***** Data to process

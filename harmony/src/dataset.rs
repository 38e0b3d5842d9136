//! データセットのモジュール。
//!
//! 推論結果と正解データは同じ形式のテキストで与えられます。
//! 各行が「見出し語\tMSD\t語形」の3列からなり、空行は読み飛ばされます。

use std::io::{BufRead, BufReader, BufWriter, Read, Write};
use std::ops::Deref;

use crate::errors::{HarmonyError, Result};
use crate::msd::Msd;

/// 見出し語・形態統語記述・語形の組。
#[derive(Clone, Debug, PartialEq, Eq)]
pub struct Record {
    lemma: String,
    msd: Msd,
    form: String,
}

impl Record {
    /// 新しいレコードを作成します。
    ///
    /// # 引数
    ///
    /// * `lemma` - 見出し語
    /// * `msd` - 形態統語記述
    /// * `form` - 語形（推論形または正解形）
    pub fn new<L, M, F>(lemma: L, msd: M, form: F) -> Self
    where
        L: Into<String>,
        M: Into<Msd>,
        F: Into<String>,
    {
        Self {
            lemma: lemma.into(),
            msd: msd.into(),
            form: form.into(),
        }
    }

    /// 見出し語を返します。
    pub fn lemma(&self) -> &str {
        &self.lemma
    }

    /// 形態統語記述を返します。
    pub fn msd(&self) -> &Msd {
        &self.msd
    }

    /// 語形を返します。
    pub fn form(&self) -> &str {
        &self.form
    }

    /// 語形だけを置き換えたレコードを返します。
    pub fn with_form<F>(&self, form: F) -> Self
    where
        F: Into<String>,
    {
        Self {
            lemma: self.lemma.clone(),
            msd: self.msd.clone(),
            form: form.into(),
        }
    }

    /// 1行をパースします。
    ///
    /// # エラー
    ///
    /// ちょうど3列に分割できない場合、[`HarmonyError`] が返されます。
    fn parse(line: &str, source: &'static str, lineno: usize) -> Result<Self> {
        let mut spl = line.split('\t');
        let lemma = spl.next();
        let msd = spl.next();
        let form = spl.next();
        let rest = spl.next();
        match (lemma, msd, form, rest) {
            (Some(lemma), Some(msd), Some(form), None) => Ok(Self::new(lemma, msd, form)),
            _ => Err(HarmonyError::invalid_format(
                source,
                lineno,
                "Each line must have exactly three tab-separated fields: lemma, msd and form",
            )),
        }
    }
}

/// 整列済みのレコード列。
#[derive(Clone, Debug, Default, PartialEq, Eq)]
pub struct Dataset {
    records: Vec<Record>,
}

impl Dataset {
    /// 指定されたリーダーからデータセットを読み込みます。
    ///
    /// 各行は前後の空白を除去してから3列に分割されます。
    ///
    /// # 引数
    ///
    /// * `rdr` - データセットのリーダー
    /// * `source` - エラーメッセージに使われる入力の名前
    ///
    /// # エラー
    ///
    /// 入力形式が不正な場合、[`HarmonyError`] が返されます。
    pub fn from_reader<R>(rdr: R, source: &'static str) -> Result<Self>
    where
        R: Read,
    {
        let buf = BufReader::new(rdr);

        let mut records = vec![];
        for (i, line) in buf.lines().enumerate() {
            let line = line?;
            let line = line.trim();
            if line.is_empty() {
                continue;
            }
            records.push(Record::parse(line, source, i + 1)?);
        }

        Ok(Self { records })
    }

    /// データセットを「見出し語\tMSD\t語形」の形式で書き出します。
    ///
    /// # エラー
    ///
    /// 書き込みに失敗した場合、I/Oエラーが返されます。
    pub fn write<W>(&self, wtr: W) -> Result<()>
    where
        W: Write,
    {
        let mut wtr = BufWriter::new(wtr);
        for record in &self.records {
            writeln!(&mut wtr, "{}\t{}\t{}", record.lemma, record.msd, record.form)?;
        }
        wtr.flush()?;
        Ok(())
    }
}

impl From<Vec<Record>> for Dataset {
    fn from(records: Vec<Record>) -> Self {
        Self { records }
    }
}

impl FromIterator<Record> for Dataset {
    fn from_iter<I: IntoIterator<Item = Record>>(iter: I) -> Self {
        Self {
            records: iter.into_iter().collect(),
        }
    }
}

impl Deref for Dataset {
    type Target = [Record];

    fn deref(&self) -> &Self::Target {
        &self.records
    }
}

#[cfg(test)]
mod tests {
    use super::*;

    #[test]
    fn test_load_dataset() {
        let data = "\
kitap\tN;PL\tkitaplar
ev\tN;PL\tevlar

gitmek\tV;PST;3;SG\tgitti
";

        let dataset = Dataset::from_reader(data.as_bytes(), "data").unwrap();

        assert_eq!(3, dataset.len());
        assert_eq!("kitap", dataset[0].lemma());
        assert_eq!("N;PL", dataset[0].msd().as_str());
        assert_eq!("kitaplar", dataset[0].form());
        assert_eq!("evlar", dataset[1].form());
        assert_eq!("gitmek", dataset[2].lemma());
        assert_eq!("V;PST;3;SG", dataset[2].msd().as_str());
    }

    #[test]
    fn test_load_dataset_with_crlf() {
        let data = "kitap\tN;PL\tkitaplar\r\nev\tN;PL\tevler\r\n";

        let dataset = Dataset::from_reader(data.as_bytes(), "data").unwrap();

        assert_eq!(2, dataset.len());
        assert_eq!("kitaplar", dataset[0].form());
        assert_eq!("evler", dataset[1].form());
    }

    #[test]
    fn test_load_empty_dataset() {
        let dataset = Dataset::from_reader("\n\n".as_bytes(), "data").unwrap();
        assert!(dataset.is_empty());
    }

    #[test]
    fn test_too_few_fields() {
        let data = "kitap\tN;PL\tkitaplar\nev\tN;PL\n";

        let result = Dataset::from_reader(data.as_bytes(), "data");

        match result {
            Err(HarmonyError::InvalidFormat(e)) => assert_eq!(2, e.line()),
            _ => panic!("expected an invalid format error"),
        }
    }

    #[test]
    fn test_too_many_fields() {
        let data = "kitap\tN;PL\tkitaplar\textra\n";

        let result = Dataset::from_reader(data.as_bytes(), "data");

        assert!(matches!(result, Err(HarmonyError::InvalidFormat(_))));
    }

    #[test]
    fn test_write_dataset() {
        let dataset: Dataset = vec![
            Record::new("kitap", "N;PL", "kitaplar"),
            Record::new("ev", "N;PL", "evler"),
        ]
        .into();

        let mut out = vec![];
        dataset.write(&mut out).unwrap();

        assert_eq!(
            "kitap\tN;PL\tkitaplar\nev\tN;PL\tevler\n",
            String::from_utf8(out).unwrap()
        );
    }
}
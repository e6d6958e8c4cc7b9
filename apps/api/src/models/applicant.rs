use chrono::{DateTime, Utc};
use serde::{Deserialize, Serialize};
use sqlx::FromRow;
use uuid::Uuid;

#[derive(Debug, Clone, Serialize, Deserialize, FromRow)]
pub struct ApplicantRow {
    pub id: Uuid,
    pub full_name: String,
    pub contacts: Option<String>,
    pub created_at: DateTime<Utc>,
}

/// One uploaded resume file. Versions are append-only; at most one row per
/// applicant carries `is_current = true`.
#[derive(Debug, Clone, Serialize, Deserialize, FromRow)]
pub struct ResumeVersionRow {
    pub id: Uuid,
    pub applicant_id: Uuid,
    pub storage_path: String,
    pub content_hash: String,
    pub is_current: bool,
    pub created_at: DateTime<Utc>,
}
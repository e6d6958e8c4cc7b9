use super::evaluator::EvaluationResult;
use super::ERROR_CRITERION;
use crate::models::CvEvaluationRow;

/// Average at or above this advances the application to interview.
pub const PASS_THRESHOLD: f64 = 50.0;

#[derive(Debug, Clone, Copy, PartialEq, Eq)]
pub enum Decision {
    AdvanceToInterview,
    Rejected,
    /// Hold the application for a human: nothing trustworthy to score.
    Wait,
}

#[derive(Debug, Clone, PartialEq)]
pub struct Aggregate {
    pub average_score: f64,
    pub decision: Decision,
}

/// Collapses a screening run into one average and one decision.
/// Deterministic: same scores in, same decision out. A parse failure always
/// decides `Wait`; scoring never guesses.
pub fn aggregate(result: &EvaluationResult) -> Aggregate {
    match result {
        EvaluationResult::ParseFailure { .. } => Aggregate {
            average_score: 0.0,
            decision: Decision::Wait,
        },
        EvaluationResult::Scored(criteria) => {
            let average_score = mean(criteria
                .iter()
                .filter(|c| c.name != ERROR_CRITERION)
                .map(|c| f64::from(c.score)));
            let decision = if average_score >= PASS_THRESHOLD {
                Decision::AdvanceToInterview
            } else {
                Decision::Rejected
            };
            Aggregate {
                average_score,
                decision,
            }
        }
    }
}

/// Average of the newest evaluation batch, for list views. A batch is the
/// set of rows sharing the latest `created_at` (they are written in one
/// transaction). `None` when the newest batch holds no scored rows, which is
/// what a failed run looks like.
pub fn latest_batch_average(rows: &[CvEvaluationRow]) -> Option<f64> {
    let latest = rows.iter().map(|row| row.created_at).max()?;
    let scores: Vec<f64> = rows
        .iter()
        .filter(|row| row.created_at == latest && row.criterion != ERROR_CRITERION)
        .map(|row| f64::from(row.score))
        .collect();
    if scores.is_empty() {
        None
    } else {
        Some(scores.iter().sum::<f64>() / scores.len() as f64)
    }
}

fn mean(scores: impl Iterator<Item = f64>) -> f64 {
    let (sum, count) = scores.fold((0.0, 0u32), |(sum, count), score| (sum + score, count + 1));
    if count == 0 {
        0.0
    } else {
        sum / f64::from(count)
    }
}
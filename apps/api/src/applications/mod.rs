// Application lifecycle — apply, read views, HR review.
// Screening itself lives in pipeline; this module only validates, persists
// and queues.

pub mod handlers;
pub mod service;
#![allow(dead_code)]

//! In-memory `ScreeningStore` for tests and database-free local runs.
//!
//! Mirrors the Postgres semantics that matter to callers: the duplicate
//! check, the `is_current` flip, the status guard in `record_outcome`, and
//! one shared timestamp per outcome batch.

use std::collections::HashMap;
use std::sync::{Mutex, MutexGuard};

use async_trait::async_trait;
use chrono::Utc;
use uuid::Uuid;

use super::{NewApplication, NewResumeVersion, ScreeningStore, StoreError};
use crate::models::{
    ApplicantRow, ApplicationEventRow, ApplicationStatus, CvEvaluationRow, JobApplicationRow,
    ResumeVersionRow, VacancyRow, VacancyStatus,
};
use crate::pipeline::lifecycle::EvaluationOutcome;

#[derive(Default)]
pub struct MemoryStore {
    inner: Mutex<Inner>,
}

#[derive(Default)]
struct Inner {
    vacancies: HashMap<Uuid, VacancyRow>,
    applicants: HashMap<Uuid, ApplicantRow>,
    resume_versions: Vec<ResumeVersionRow>,
    applications: HashMap<Uuid, JobApplicationRow>,
    evaluations: Vec<CvEvaluationRow>,
    events: Vec<ApplicationEventRow>,
}

impl MemoryStore {
    pub fn new() -> Self {
        Self::default()
    }

    /// Vacancy creation has no API surface; seed directly.
    pub fn insert_vacancy(
        &self,
        name: &str,
        description: &str,
        status: VacancyStatus,
    ) -> VacancyRow {
        let row = VacancyRow {
            id: Uuid::new_v4(),
            name: name.to_string(),
            description: description.to_string(),
            status,
            created_at: Utc::now(),
        };
        self.lock().vacancies.insert(row.id, row.clone());
        row
    }

    pub fn insert_applicant(&self, full_name: &str) -> ApplicantRow {
        let row = ApplicantRow {
            id: Uuid::new_v4(),
            full_name: full_name.to_string(),
            contacts: None,
            created_at: Utc::now(),
        };
        self.lock().applicants.insert(row.id, row.clone());
        row
    }

    fn lock(&self) -> MutexGuard<'_, Inner> {
        self.inner.lock().expect("store mutex poisoned")
    }
}

#[async_trait]
impl ScreeningStore for MemoryStore {
    async fn vacancy(&self, id: Uuid) -> Result<Option<VacancyRow>, StoreError> {
        Ok(self.lock().vacancies.get(&id).cloned())
    }

    async fn applicant(&self, id: Uuid) -> Result<Option<ApplicantRow>, StoreError> {
        Ok(self.lock().applicants.get(&id).cloned())
    }

    async fn resume_version(&self, id: Uuid) -> Result<Option<ResumeVersionRow>, StoreError> {
        Ok(self
            .lock()
            .resume_versions
            .iter()
            .find(|version| version.id == id)
            .cloned())
    }

    async fn current_resume_version(
        &self,
        applicant_id: Uuid,
    ) -> Result<Option<ResumeVersionRow>, StoreError> {
        Ok(self
            .lock()
            .resume_versions
            .iter()
            .find(|version| version.applicant_id == applicant_id && version.is_current)
            .cloned())
    }

    async fn register_resume_version(
        &self,
        new: NewResumeVersion,
    ) -> Result<ResumeVersionRow, StoreError> {
        let mut inner = self.lock();
        for version in inner
            .resume_versions
            .iter_mut()
            .filter(|version| version.applicant_id == new.applicant_id)
        {
            version.is_current = false;
        }
        let row = ResumeVersionRow {
            id: Uuid::new_v4(),
            applicant_id: new.applicant_id,
            storage_path: new.storage_path,
            content_hash: new.content_hash,
            is_current: true,
            created_at: Utc::now(),
        };
        inner.resume_versions.push(row.clone());
        Ok(row)
    }

    async fn create_application(
        &self,
        new: NewApplication,
    ) -> Result<JobApplicationRow, StoreError> {
        let mut inner = self.lock();
        let duplicate = inner.applications.values().any(|application| {
            application.applicant_id == new.applicant_id
                && application.vacancy_id == new.vacancy_id
        });
        if duplicate {
            return Err(StoreError::DuplicateApplication);
        }
        let now = Utc::now();
        let row = JobApplicationRow {
            id: Uuid::new_v4(),
            vacancy_id: new.vacancy_id,
            applicant_id: new.applicant_id,
            resume_version_id: new.resume_version_id,
            status: ApplicationStatus::CvReview,
            contacts: new.contacts,
            created_at: now,
            updated_at: now,
        };
        inner.applications.insert(row.id, row.clone());
        Ok(row)
    }

    async fn application(&self, id: Uuid) -> Result<Option<JobApplicationRow>, StoreError> {
        Ok(self.lock().applications.get(&id).cloned())
    }

    async fn applications_for_applicant(
        &self,
        applicant_id: Uuid,
    ) -> Result<Vec<JobApplicationRow>, StoreError> {
        let mut rows: Vec<JobApplicationRow> = self
            .lock()
            .applications
            .values()
            .filter(|application| application.applicant_id == applicant_id)
            .cloned()
            .collect();
        rows.sort_by(|a, b| b.created_at.cmp(&a.created_at));
        Ok(rows)
    }

    async fn applications_for_vacancy(
        &self,
        vacancy_id: Uuid,
    ) -> Result<Vec<JobApplicationRow>, StoreError> {
        let mut rows: Vec<JobApplicationRow> = self
            .lock()
            .applications
            .values()
            .filter(|application| application.vacancy_id == vacancy_id)
            .cloned()
            .collect();
        rows.sort_by(|a, b| b.created_at.cmp(&a.created_at));
        Ok(rows)
    }

    async fn evaluations(
        &self,
        application_id: Uuid,
    ) -> Result<Vec<CvEvaluationRow>, StoreError> {
        let mut rows: Vec<CvEvaluationRow> = self
            .lock()
            .evaluations
            .iter()
            .filter(|evaluation| evaluation.job_application_id == application_id)
            .cloned()
            .collect();
        rows.sort_by(|a, b| {
            b.created_at
                .cmp(&a.created_at)
                .then_with(|| a.criterion.cmp(&b.criterion))
        });
        Ok(rows)
    }

    async fn events(
        &self,
        application_id: Uuid,
    ) -> Result<Vec<ApplicationEventRow>, StoreError> {
        let mut rows: Vec<ApplicationEventRow> = self
            .lock()
            .events
            .iter()
            .filter(|event| event.job_application_id == application_id)
            .cloned()
            .collect();
        rows.sort_by(|a, b| a.created_at.cmp(&b.created_at));
        Ok(rows)
    }

    async fn record_outcome(
        &self,
        application_id: Uuid,
        expected: &[ApplicationStatus],
        outcome: &EvaluationOutcome,
    ) -> Result<JobApplicationRow, StoreError> {
        let mut inner = self.lock();
        let now = Utc::now();

        let applied = {
            let application = inner
                .applications
                .get_mut(&application_id)
                .filter(|application| expected.contains(&application.status))
                .ok_or(StoreError::StatusConflict)?;
            application.status = outcome.transition.to;
            application.updated_at = now;
            application.clone()
        };

        for evaluation in &outcome.evaluations {
            inner.evaluations.push(CvEvaluationRow {
                id: Uuid::new_v4(),
                job_application_id: application_id,
                resume_version_id: evaluation.resume_version_id,
                model: evaluation.model.clone(),
                criterion: evaluation.criterion.clone(),
                score: evaluation.score,
                strengths: evaluation.strengths.clone(),
                weaknesses: evaluation.weaknesses.clone(),
                created_at: now,
            });
        }
        inner.events.push(ApplicationEventRow {
            id: Uuid::new_v4(),
            job_application_id: application_id,
            req_type: outcome.transition.req,
            status: outcome.transition.to,
            created_at: now,
        });

        Ok(applied)
    }
}
use std::sync::Arc;

use crate::pipeline::ScreeningCoordinator;
use crate::store::ScreeningStore;

/// Shared application state injected into all route handlers via Axum extractors.
#[derive(Clone)]
pub struct AppState {
    /// Persistence behind a trait so tests can swap the Postgres store out.
    pub store: Arc<dyn ScreeningStore>,
    pub coordinator: ScreeningCoordinator,
}
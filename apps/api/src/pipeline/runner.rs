//! One screening pass over one application.

use std::path::PathBuf;

use thiserror::Error;
use tracing::{info, warn};

use super::lifecycle::EvaluationOutcome;
use crate::extract::{self, ExtractError};
use crate::models::{ApplicationStatus, JobApplicationRow};
use crate::screening::{aggregate, CriteriaEvaluator, Decision, EvaluateError, EvaluationResult};
use crate::store::{ScreeningStore, StoreError};

#[derive(Debug, Error)]
pub enum PipelineError {
    #[error("resume text extraction failed: {0}")]
    Extract(#[from] ExtractError),

    #[error("criteria evaluation failed: {0}")]
    Evaluate(#[from] EvaluateError),

    #[error("{0} row is missing for this application")]
    Missing(&'static str),

    #[error(transparent)]
    Store(#[from] StoreError),
}

/// What a finished run applied, for logging.
#[derive(Debug, Clone)]
pub struct ScreeningSummary {
    pub average_score: f64,
    pub decision: Decision,
    pub status: ApplicationStatus,
}

/// Extract -> evaluate -> aggregate -> record, in that order. Nothing is
/// persisted before `record_outcome`, so a failure anywhere leaves the
/// application untouched for the coordinator to mark.
pub async fn run_screening(
    store: &dyn ScreeningStore,
    evaluator: &dyn CriteriaEvaluator,
    model: &str,
    criteria: &[String],
    application: &JobApplicationRow,
) -> Result<ScreeningSummary, PipelineError> {
    let vacancy = store
        .vacancy(application.vacancy_id)
        .await?
        .ok_or(PipelineError::Missing("vacancy"))?;
    let resume = store
        .resume_version(application.resume_version_id)
        .await?
        .ok_or(PipelineError::Missing("resume version"))?;

    let resume_text = extract::extract_text_async(PathBuf::from(&resume.storage_path)).await?;
    info!(
        "Extracted {} chars of resume text from {}",
        resume_text.chars().count(),
        resume.storage_path
    );

    let result = evaluator
        .evaluate(&vacancy.description, &resume_text, criteria)
        .await?;
    if let EvaluationResult::ParseFailure { raw_model_output } = &result {
        warn!(
            "Model output for application {} held no readable JSON ({} chars)",
            application.id,
            raw_model_output.chars().count()
        );
    }

    let agg = aggregate(&result);
    let outcome =
        EvaluationOutcome::from_result(application.resume_version_id, model, result, &agg);
    let updated = store
        .record_outcome(application.id, &[ApplicationStatus::CvReview], &outcome)
        .await?;

    Ok(ScreeningSummary {
        average_score: agg.average_score,
        decision: agg.decision,
        status: updated.status,
    })
}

**********

Everything from the line with "for (i, line)" through the line with "impl FromIterator<Record> for" should be written out exactly as it appears above, end lines included, and nothing outside that range.

Exercise result —
        for (i, line) in buf.lines().enumerate() {
            let line = line?;
            let line = line.trim();
            if line.is_empty() {
                continue;
            }
            records.push(Record::parse(line, source, i + 1)?);
        }

        Ok(Self { records })
    }

    /// データセットを「見出し語\tMSD\t語形」の形式で書き出します。
    ///
    /// # エラー
    ///
    /// 書き込みに失敗した場合、I/Oエラーが返されます。
    pub fn write<W>(&self, wtr: W) -> Result<()>
    where
        W: Write,
    {
        let mut wtr = BufWriter::new(wtr);
        for record in &self.records {
            writeln!(&mut wtr, "{}\t{}\t{}", record.lemma, record.msd, record.form)?;
        }
        wtr.flush()?;
        Ok(())
    }
}

impl From<Vec<Record>> for Dataset {
    fn from(records: Vec<Record>) -> Self {
        Self { records }
    }
}

impl FromIterator<Record> for Dataset {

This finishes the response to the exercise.